→ **What you should do**
Below are the records; count how many of their lines contain the word "actual" and give that number only.

Top of Data extract

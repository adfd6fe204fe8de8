//! Captured frames and pixel-format conversion to 8-bit grayscale.

use thiserror::Error;

/// Fraction of near-black pixels above which a frame counts as dark.
pub const DARK_FRAME_THRESHOLD: f32 = 0.95;

/// A captured grayscale camera frame.
#[derive(Debug, Clone)]
pub struct Frame {
    /// Grayscale pixel data (width * height bytes).
    pub data: Vec<u8>,
    pub width: u32,
    pub height: u32,
    pub sequence: u32,
    pub is_dark: bool,
}

impl Frame {
    /// Average pixel brightness (0.0–255.0).
    pub fn avg_brightness(&self) -> f32 {
        if self.data.is_empty() {
            return 0.0;
        }
        self.data.iter().map(|&b| b as f32).sum::<f32>() / self.data.len() as f32
    }
}

/// Pixel layouts the camera may negotiate.
#[derive(Debug, Clone, Copy, PartialEq, Eq)]
pub enum PixelFormat {
    /// YUYV 4:2:2 packed, 2 bytes per pixel. Luma is every even byte.
    Yuyv,
    /// 8-bit grayscale.
    Grey,
    /// Packed 24-bit RGB.
    Rgb24,
}

impl PixelFormat {
    pub fn bytes_per_pixel(self) -> usize {
        match self {
            PixelFormat::Grey => 1,
            PixelFormat::Yuyv => 2,
            PixelFormat::Rgb24 => 3,
        }
    }
}

#[derive(Debug, Error)]
pub enum FrameError {
    #[error("invalid {format:?} length: expected {expected}, got {actual}")]
    InvalidLength {
        format: PixelFormat,
        expected: usize,
        actual: usize,
    },
}

/// Convert a raw buffer to `width * height` grayscale bytes. YUYV keeps the
/// Y channel.
pub fn to_grayscale(format: PixelFormat, buf: &[u8], width: u32, height: u32) -> Result<Vec<u8>, FrameError> {
    let pixels = width as usize * height as usize;
    let expected = pixels * format.bytes_per_pixel();
    if buf.len() < expected {
        return Err(FrameError::InvalidLength { format, expected, actual: buf.len() });
    }
    let buf = &buf[..expected];

    Ok(match format {
        PixelFormat::Grey => buf.to_vec(),
        PixelFormat::Yuyv => buf.iter().step_by(2).copied().collect(),
        // ITU-R BT.601 luma in fixed point.
        PixelFormat::Rgb24 => buf
            .chunks_exact(3)
            .map(|px| ((px[0] as u32 * 299 + px[1] as u32 * 587 + px[2] as u32 * 114) / 1000) as u8)
            .collect(),
    })
}

/// True if more than `threshold_pct` of pixels are near black (< 32).
/// An empty frame is dark.
pub fn is_dark_frame(gray: &[u8], threshold_pct: f32) -> bool {
    if gray.is_empty() {
        return true;
    }
    let dark_count = gray.iter().filter(|&&p| p < 32).count();
    (dark_count as f32 / gray.len() as f32) > threshold_pct
}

Bottom of Data extract

→ **Exercise solution**
3